Assignment —
Each of the following records is to be output exactly.

Material for the task —
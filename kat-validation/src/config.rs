//! Configuration for the KAT harness.
//!
//! Controls scratch-buffer capacities, which verification passes run and
//! whether execution is timed.

#![deny(unsafe_code)]
#![deny(missing_docs)]
#![deny(clippy::unwrap_used)]
#![deny(clippy::panic)]

use crate::hash_kat::HashKatError;
use crate::hash_kat::buffers::{INPUT_BUF_SIZE, OUTPUT_BUF_SIZE};
use serde::{Deserialize, Serialize};
use std::path::Path;

/// Largest digest produced by any supported engine, in bytes.
pub const MAX_DIGEST_SIZE: usize = 20;

/// Harness configuration settings.
///
/// # Examples
/// ```rust
/// use kat_validation::config::HarnessConfig;
///
/// let config = HarnessConfig::new()
///     .with_verify_one_shot(false)
///     .with_name_filter("long")
///     .build()
///     .expect("valid config");
/// assert!(!config.verify_one_shot);
/// ```
#[derive(Debug, Clone, PartialEq, Eq, Serialize, Deserialize)]
#[serde(default)]
pub struct HarnessConfig {
    /// Capacity of the input scratch buffer.
    ///
    /// Bounds the decoded length of short vectors and the chunk length of
    /// long vectors. Default: 4125
    pub input_capacity: usize,

    /// Capacity of the output and expected-output scratch buffers.
    ///
    /// Must hold the largest digest. Default: 64
    pub output_capacity: usize,

    /// Whether short vectors are re-hashed through the one-shot API.
    ///
    /// Default: `true`
    pub verify_one_shot: bool,

    /// Whether the streaming pass is timed.
    ///
    /// Default: `true`
    pub measure_time: bool,

    /// Only run vectors whose test case or vector name contains this string.
    ///
    /// Default: `None`
    pub name_filter: Option<String>,
}

impl Default for HarnessConfig {
    fn default() -> Self {
        Self {
            input_capacity: INPUT_BUF_SIZE,
            output_capacity: OUTPUT_BUF_SIZE,
            verify_one_shot: true,
            measure_time: true,
            name_filter: None,
        }
    }
}

impl HarnessConfig {
    /// Create a new configuration with default settings.
    #[must_use]
    pub fn new() -> Self {
        Self::default()
    }

    /// Load a configuration from a JSON document; missing fields take defaults.
    ///
    /// # Errors
    ///
    /// Returns `HashKatError::InvalidConfig` if the JSON is malformed or the
    /// resulting configuration fails validation.
    pub fn from_json(json: &str) -> Result<Self, HashKatError> {
        let config: Self =
            serde_json::from_str(json).map_err(|e| HashKatError::InvalidConfig(e.to_string()))?;
        config.build()
    }

    /// Load a configuration from a JSON file.
    ///
    /// # Errors
    ///
    /// Returns `HashKatError::InvalidConfig` if the file cannot be read or parsed.
    pub fn from_json_file(path: &Path) -> Result<Self, HashKatError> {
        let json = std::fs::read_to_string(path).map_err(|e| {
            HashKatError::InvalidConfig(format!("cannot read {}: {e}", path.display()))
        })?;
        Self::from_json(&json)
    }

    /// Set the input buffer capacity and return self for method chaining.
    #[must_use]
    pub fn with_input_capacity(mut self, capacity: usize) -> Self {
        self.input_capacity = capacity;
        self
    }

    /// Set the output buffer capacity and return self for method chaining.
    #[must_use]
    pub fn with_output_capacity(mut self, capacity: usize) -> Self {
        self.output_capacity = capacity;
        self
    }

    /// Enable or disable the one-shot pass and return self for method chaining.
    #[must_use]
    pub fn with_verify_one_shot(mut self, enabled: bool) -> Self {
        self.verify_one_shot = enabled;
        self
    }

    /// Enable or disable timing and return self for method chaining.
    #[must_use]
    pub fn with_measure_time(mut self, enabled: bool) -> Self {
        self.measure_time = enabled;
        self
    }

    /// Restrict execution to matching names and return self for method chaining.
    #[must_use]
    pub fn with_name_filter(mut self, filter: impl Into<String>) -> Self {
        self.name_filter = Some(filter.into());
        self
    }

    /// Whether a vector of `test_case` named `vector` is selected by the filter.
    #[must_use]
    pub fn selects(&self, test_case: &str, vector: &str) -> bool {
        self.name_filter
            .as_deref()
            .map_or(true, |filter| test_case.contains(filter) || vector.contains(filter))
    }

    /// Validate the configuration.
    ///
    /// # Errors
    ///
    /// Returns `HashKatError::InvalidConfig` if the input capacity is zero or
    /// the output capacity cannot hold a digest.
    pub fn validate(&self) -> Result<(), HashKatError> {
        if self.input_capacity == 0 {
            return Err(HashKatError::InvalidConfig(
                "input_capacity must be greater than zero".to_string(),
            ));
        }
        if self.output_capacity < MAX_DIGEST_SIZE {
            return Err(HashKatError::InvalidConfig(format!(
                "output_capacity {} cannot hold a {MAX_DIGEST_SIZE}-byte digest",
                self.output_capacity
            )));
        }
        Ok(())
    }

    /// Validate and return the configuration.
    ///
    /// # Errors
    ///
    /// See [`HarnessConfig::validate`].
    pub fn build(self) -> Result<Self, HashKatError> {
        self.validate()?;
        Ok(self)
    }
}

Your response —
filename kat-validation/src/config.rs
//! Configuration for the KAT harness.
//!
//! Controls scratch-buffer capacities, which verification passes run and
//! whether execution is timed.

#![deny(unsafe_code)]
#![deny(missing_docs)]
#![deny(clippy::unwrap_used)]
#![deny(clippy::panic)]

use crate::hash_kat::HashKatError;
use crate::hash_kat::buffers::{INPUT_BUF_SIZE, OUTPUT_BUF_SIZE};
use serde::{Deserialize, Serialize};
use std::path::Path;

/// Largest digest produced by any supported engine, in bytes.
pub const MAX_DIGEST_SIZE: usize = 20;

/// Harness configuration settings.
///
/// # Examples
/// ```rust
/// use kat_validation::config::HarnessConfig;
///
/// let config = HarnessConfig::new()
///     .with_verify_one_shot(false)
///     .with_name_filter("long")
///     .build()
///     .expect("valid config");
/// assert!(!config.verify_one_shot);
/// ```
#[derive(Debug, Clone, PartialEq, Eq, Serialize, Deserialize)]
#[serde(default)]
pub struct HarnessConfig {
    /// Capacity of the input scratch buffer.
    ///
    /// Bounds the decoded length of short vectors and the chunk length of
    /// long vectors. Default: 4125
    pub input_capacity: usize,

    /// Capacity of the output and expected-output scratch buffers.
    ///
    /// Must hold the largest digest. Default: 64
    pub output_capacity: usize,

    /// Whether short vectors are re-hashed through the one-shot API.
    ///
    /// Default: `true`
    pub verify_one_shot: bool,

    /// Whether the streaming pass is timed.
    ///
    /// Default: `true`
    pub measure_time: bool,

    /// Only run vectors whose test case or vector name contains this string.
    ///
    /// Default: `None`
    pub name_filter: Option<String>,
}

impl Default for HarnessConfig {
    fn default() -> Self {
        Self {
            input_capacity: INPUT_BUF_SIZE,
            output_capacity: OUTPUT_BUF_SIZE,
            verify_one_shot: true,
            measure_time: true,
            name_filter: None,
        }
    }
}

impl HarnessConfig {
    /// Create a new configuration with default settings.
    #[must_use]
    pub fn new() -> Self {
        Self::default()
    }

    /// Load a configuration from a JSON document; missing fields take defaults.
    ///
    /// # Errors
    ///
    /// Returns `HashKatError::InvalidConfig` if the JSON is malformed or the
    /// resulting configuration fails validation.
    pub fn from_json(json: &str) -> Result<Self, HashKatError> {
        let config: Self =
            serde_json::from_str(json).map_err(|e| HashKatError::InvalidConfig(e.to_string()))?;
        config.build()
    }

    /// Load a configuration from a JSON file.
    ///
    /// # Errors
    ///
    /// Returns `HashKatError::InvalidConfig` if the file cannot be read or parsed.
    pub fn from_json_file(path: &Path) -> Result<Self, HashKatError> {
        let json = std::fs::read_to_string(path).map_err(|e| {
            HashKatError::InvalidConfig(format!("cannot read {}: {e}", path.display()))
        })?;
        Self::from_json(&json)
    }

    /// Set the input buffer capacity and return self for method chaining.
    #[must_use]
    pub fn with_input_capacity(mut self, capacity: usize) -> Self {
        self.input_capacity = capacity;
        self
    }

    /// Set the output buffer capacity and return self for method chaining.
    #[must_use]
    pub fn with_output_capacity(mut self, capacity: usize) -> Self {
        self.output_capacity = capacity;
        self
    }

    /// Enable or disable the one-shot pass and return self for method chaining.
    #[must_use]
    pub fn with_verify_one_shot(mut self, enabled: bool) -> Self {
        self.verify_one_shot = enabled;
        self
    }

    /// Enable or disable timing and return self for method chaining.
    #[must_use]
    pub fn with_measure_time(mut self, enabled: bool) -> Self {
        self.measure_time = enabled;
        self
    }

    /// Restrict execution to matching names and return self for method chaining.
    #[must_use]
    pub fn with_name_filter(mut self, filter: impl Into<String>) -> Self {
        self.name_filter = Some(filter.into());
        self
    }

    /// Whether a vector of `test_case` named `vector` is selected by the filter.
    #[must_use]
    pub fn selects(&self, test_case: &str, vector: &str) -> bool {
        self.name_filter
            .as_deref()
            .map_or(true, |filter| test_case.contains(filter) || vector.contains(filter))
    }

    /// Validate the configuration.
    ///
    /// # Errors
    ///
    /// Returns `HashKatError::InvalidConfig` if the input capacity is zero or
    /// the output capacity cannot hold a digest.
    pub fn validate(&self) -> Result<(), HashKatError> {
        if self.input_capacity == 0 {
            return Err(HashKatError::InvalidConfig(
                "input_capacity must be greater than zero".to_string(),
            ));
        }
        if self.output_capacity < MAX_DIGEST_SIZE {
            return Err(HashKatError::InvalidConfig(format!(
                "output_capacity {} cannot hold a {MAX_DIGEST_SIZE}-byte digest",
                self.output_capacity
            )));
        }
        Ok(())
    }

    /// Validate and return the configuration.
    ///
    /// # Errors
    ///
    /// See [`HarnessConfig::validate`].
    pub fn build(self) -> Result<Self, HashKatError> {
        self.validate()?;
        Ok(self)
    }
}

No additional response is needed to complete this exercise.